Selama pemanasan dalam air, peregangan lamela granula berawal dari penyerapan molekul air di bagian amorf granula. Selanjutnya bagian ini akan
menginduksi pengembangan bagian kristalin granula sehingga molekul amilopektin pada titik percabangan dapat terpisah. Bangun molekul dari
amilopektin memungkinkan kemampuan untuk memerangkap air yang lebih besar daripada rantai linier yang membentuk heliks sehingga amilopektin mempunyai
peran pada pengembangan granula pati yang lebh besar daripada amilosa Jane et al.
1999. Pengembangan granula pati akan mencapai maksimal pada suhu gelatinisasi sehingga dapat meningkatkan viskositas secara drastis.
Pemanasan lebih lanjut di atas suhu akhir gelatinisasi akan menyebabkan dinding granula rusak sehingga isi granula terbebaskan ke medium dan
menghasilkan pasta. Peningkatan kelarutan juga diikuti dengan peningkatan viskositas. Hal ini disebabkan air yang sebelumnya bebas bergerak di luar granula
pati menjadi terperangkap dan tidak dapat bergerak bebas lagi setelah mengalami gelatinisasi.
Pasta pati dapat membentuk gel jika dilakukan pendinginan. Amilosa yang tercuci ke dalam medium dispersi akan membentuk jaringan tiga dimensi yang
bersifat kontinyu. Sebaliknya, molekul amilopektin berperan untuk mempertahankan molekul air di dalam gel. Faktor yang mempengaruhi
karakteristik suspensi pati dan gelnya adalah pH, suhu dan pengadukan yang diberikan serta keberadaan komponen lain seperti gula, protein lipid dan serat.

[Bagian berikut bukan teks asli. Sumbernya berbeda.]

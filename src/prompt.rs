//! Prompt assembly for the two comment styles.
//!
//! The RESTRICTIONS block used on regeneration is appended by the diversity
//! gate, not here.

use crate::config::{CommentStyle, GenerationConfig, Tone};
use crate::post::{SourcePost, UserProfile};

const PROFESSIONAL_EXAMPLES_WITH_QUESTIONS: &str = r#"SUCCESSFUL EXAMPLES:
"This story highlights the often-overlooked value of grit and resilience alongside technical skill. I wonder how many talented individuals are overlooked because they don't fit a traditional hiring mold?"

"Love this simple yet powerful habit! I've found that reflecting on even small wins cultivates a much-needed sense of accomplishment and fuels motivation for the next day. What's been your biggest surprise from tracking your daily wins?"

"Great reminder about often-overlooked hygiene! I wonder if the type of can material impacts the risk of contamination, perhaps aluminum is less porous than steel?"

"The initial grind is intense. Your point about delegating after establishing a system is key; what tools or strategies did you find most effective for that transition?""#;

const PROFESSIONAL_EXAMPLES: &str = r#"SUCCESSFUL EXAMPLES:
"This story highlights the often-overlooked value of grit and resilience alongside technical skill. So many talented individuals are overlooked simply because they don't fit traditional hiring molds."

"Love this simple yet powerful habit! Reflecting on even small wins cultivates a much-needed sense of accomplishment and fuels motivation for the next day."

"Great reminder about often-overlooked hygiene! The type of can material likely impacts contamination risk, aluminum being less porous than steel."

"The initial grind is intense. Your point about delegating after establishing a system is absolutely key to sustainable growth.""#;

const HUMAN_EXAMPLES_WITH_QUESTIONS: &str = r#""Love this simple yet powerful habit! I've found that reflecting on even small wins cultivates a much-needed sense of accomplishment and fuels motivation for the next day. What's been your biggest surprise from tracking your daily wins?"

"So true! It seems 'culture' is often the ghost in the machine, invisible until it malfunctions spectacularly (or beautifully). What's the weirdest cultural quirk you've encountered that really defined a company?"

"Great reminder about often-overlooked hygiene! I wonder if the type of can material impacts the risk of contamination, perhaps aluminum is less porous than steel?"

"The initial grind is intense. Your point about delegating after establishing a system is key; what tools or strategies did you find most effective for that transition?""#;

const HUMAN_EXAMPLES: &str = r#""Love this simple yet powerful habit! Reflecting on even small wins cultivates a much-needed sense of accomplishment and fuels motivation for the next day."

"So true! Culture is often the ghost in the machine, invisible until it malfunctions spectacularly or beautifully transforms everything."

"Great reminder about often-overlooked hygiene! The type of can material likely impacts contamination risk, aluminum being less porous than steel."

"The initial grind is intense. Your point about delegating after establishing a system is absolutely key to sustainable growth.""#;

/// Tone line plus a one-line example for the professional prompt.
fn professional_tone_cue(tone: Tone) -> &'static str {
    match tone {
        Tone::Supportive => {
            "TONE: supportive. Affirm the point, add one practical tip, and keep language warm.\n\
             EXAMPLE: \"Appreciate this reminder. Small, consistent behaviors like this change outcomes over time.\""
        }
        Tone::Excited => {
            "TONE: excited. Show controlled enthusiasm about momentum or results (one exclamation max). Focus on what's next.\n\
             EXAMPLE: \"Love the energy here. This unlocks faster learning loops for teams.\""
        }
        Tone::Happy => {
            "TONE: positive and upbeat. Keep it friendly and light; focus on wins without hype.\n\
             EXAMPLE: \"This is refreshing. Simple actions that actually move work forward.\""
        }
        Tone::Gracious => {
            "TONE: appreciative. Acknowledge effort and offer one concise addition.\n\
             EXAMPLE: \"Thanks for laying this out so clearly. One thing that also helps is...\""
        }
        Tone::Polite => {
            "TONE: courteous and respectful. Use neutral, precise language.\n\
             EXAMPLE: \"Clear framing. A helpful complement is ...\""
        }
        Tone::Witty => {
            "TONE: intelligent and lightly playful. One crisp analogy only; keep it professional.\n\
             EXAMPLE: \"This is the 'lint roller' for messy processes: quick, simple, effective.\""
        }
        Tone::Professional => {
            "TONE: professional. Use concise, outcome-focused language; minimize adjectives.\n\
             EXAMPLE: \"This reduces coordination cost and improves throughput across teams.\""
        }
        Tone::Thoughtful => {
            "TONE: thoughtful. Use cause-effect and trade-off language; connect to implications.\n\
             EXAMPLE: \"It shifts attention from outputs to behaviors, which compounds over time.\""
        }
    }
}

/// Style cue for the human-like prompt. Only some tones have one.
fn casual_tone_cue(tone: Tone) -> &'static str {
    match tone {
        Tone::Witty => {
            "STYLE: Keep it light, clever, and a touch playful. Use one subtle metaphor or wordplay, never sarcastic. Avoid formal phrasing.\n\
             EXAMPLE OPENERS:\n\
             - \"Okay, this gave my brain a tiny high-five.\"\n\
             - \"Hot take, but this is the espresso shot most teams need.\"\n\
             PHRASING HINTS: swap \"utilize\" for \"use\", \"therefore\" for \"so\", sprinkle one smart comparison."
        }
        Tone::Thoughtful => {
            "STYLE: Calm, reflective, and observant. Use cause-and-effect language and connect to broader implications. No punchlines.\n\
             EXAMPLE OPENERS:\n\
             - \"This lands because it treats the root cause, not the symptom.\"\n\
             - \"What I appreciate here is the practical path from idea to behavior.\"\n\
             PHRASING HINTS: use \"it suggests\", \"it nudges\", \"the tradeoff is\", avoid playful metaphors."
        }
        Tone::Excited => {
            "STYLE: High energy, optimistic, forward-looking. One exclamation max. Focus on momentum and next steps."
        }
        Tone::Supportive => {
            "STYLE: Warm and encouraging. Affirm the insight, add one helpful note from experience."
        }
        Tone::Professional => {
            "STYLE: Direct and businesslike. Prioritize clarity and impact over flair."
        }
        Tone::Happy | Tone::Gracious | Tone::Polite => "",
    }
}

/// Profiles that carry context but no experience add nothing to the prompt.
fn experience_of(profile: Option<&UserProfile>) -> Option<String> {
    profile
        .filter(|p| p.has_context())
        .map(UserProfile::experience_summary)
        .filter(|s| !s.is_empty())
}

/// Prompt for `CommentStyle::Professional`.
pub fn professional_prompt(
    post: &SourcePost,
    config: &GenerationConfig,
    profile: Option<&UserProfile>,
) -> String {
    let question_instruction = if config.include_questions {
        "End with a thoughtful question that invites discussion."
    } else {
        "Do NOT include any questions. End with a statement or observation."
    };
    let profile_context = experience_of(profile)
        .map(|exp| format!("\nYour background: {}", exp))
        .unwrap_or_default();
    let examples = if config.include_questions {
        PROFESSIONAL_EXAMPLES_WITH_QUESTIONS
    } else {
        PROFESSIONAL_EXAMPLES
    };

    format!(
        r#"Write a LinkedIn comment that sounds exactly like a real person having a natural conversation.

Post: "{content}"{profile_context}

Your task: Write like the successful comments below (these got 50+ impressions and one got 4K):

{examples}

MATCH THIS STYLE:
- Start with natural phrases like "Love this", "Great point", "So true"
- Use simple words everyone understands
- Sound genuinely interested and thoughtful
- Be conversational, like talking to a colleague
- {question_instruction}
- Write complete, flowing sentences
- Show personal insight or experience
{tone_cue}
{length_phrase}

AVOID:
- Starting with "This shows People really.."
- Incomplete sentences
- Business jargon or complex words
- AI-sounding phrases
- Multiple options or numbered lists

Write ONE natural comment that sounds human and gets people to engage:"#,
        content = post.content,
        profile_context = profile_context,
        examples = examples,
        question_instruction = question_instruction,
        tone_cue = professional_tone_cue(config.tone),
        length_phrase = config.comment_length.phrase(),
    )
}

/// Prompt for `CommentStyle::Casual`.
pub fn human_like_prompt(
    post: &SourcePost,
    config: &GenerationConfig,
    profile: Option<&UserProfile>,
) -> String {
    let question_guidance = if config.include_questions {
        "• End with one natural question that invites replies"
    } else {
        "• Do not include questions. End with a clear statement or observation"
    };

    let background = match (profile, experience_of(profile)) {
        (Some(p), Some(exp)) => {
            let skills = p.skills_summary();
            let skills = if skills.is_empty() { "General business".to_string() } else { skills };
            let industry = if config.industry.is_empty() {
                "Professional services"
            } else {
                config.industry.as_str()
            };
            format!(
                "\n\nYOUR PROFESSIONAL BACKGROUND:\n• Experience: {}\n• Skills: {}\n• Industry: {}",
                exp, skills, industry
            )
        }
        _ => String::new(),
    };

    let examples = if config.include_questions {
        HUMAN_EXAMPLES_WITH_QUESTIONS
    } else {
        HUMAN_EXAMPLES
    };

    format!(
        r#"You are writing a natural, conversational LinkedIn comment. Write like you're chatting with a colleague about something interesting you saw.

Post Content: "{content}"{background}

WRITE NATURALLY:
• Use everyday words that anyone understands
• Sound like you're talking, not writing a report
• Be genuine and interested in the topic
• NO business jargon or complicated words
• NO multiple options or numbered points
{question_guidance}

{tone_cue}

YOUR NATURAL STYLE (like your successful comments):
{examples}

KEEP IT SIMPLE:
• Use "help" not "assist"
• Use "show" not "demonstrate"
• Use "use" not "utilize"
• Use "start" not "commence"
• Use "make" not "create"
• Use "get" not "obtain"

AVOID SOUNDING LIKE AI:
• NO multiple numbered options
• NO corporate buzzwords
• NO overly formal language
• NO phrases like "arms race" or "hyper-specialization"

TONE: {tone} and friendly
LENGTH: Around {target} characters

Write ONE simple, natural comment that shows you're genuinely interested in the topic."#,
        content = post.content,
        background = background,
        question_guidance = question_guidance,
        tone_cue = casual_tone_cue(config.tone),
        examples = examples,
        tone = config.tone.as_str(),
        target = config.comment_length.target_chars(),
    )
}

/// Pick the prompt family for the configured style.
pub fn build_prompt(
    post: &SourcePost,
    config: &GenerationConfig,
    profile: Option<&UserProfile>,
) -> String {
    match config.comment_style {
        CommentStyle::Professional => professional_prompt(post, config, profile),
        CommentStyle::Casual => human_like_prompt(post, config, profile),
    }
}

Faktor konsentrasi pati menentukan jumlah air yang diperlukan untuk mengembangkan granula, pH dapat menurunkan viskositas akibat hidrolisis oleh
asam dan pengadukan dapat meningkatkan atau menurunkan viskositas tergantung dari rasio amilosa dan amilopektin.
Scoch dan Maywald 1968 mengelompokkan pati ke dalam empat tipe pola gelatinisasi berdasarkan kemampuan pengembangan granula pati dan
ketahanannya terhadap panas serta pengadukan. Keempat jenis pola viskositas tersebut adalah tipe A, B, C dan D. Tipe A adalah jenis pati yang memiliki
kemampuan pengembangan yang tinggi. Granula pati dari tipe ini mengembang dengan mudah ketika dipanaskan dalam air dan ikatan internalnya menjadi lemah
sehingga menjadi tidak tahan terhadap pengadukan. Kurva viskositas tipe ini menghasilkan puncak viskositas yang tinggi diikuti dengan pengenceran secara
cepat selama pemasakan. Jenis pati yang memiliki pola viskositas tipe ini adalah pati kentang, tapioka, dan sereal jenis wax.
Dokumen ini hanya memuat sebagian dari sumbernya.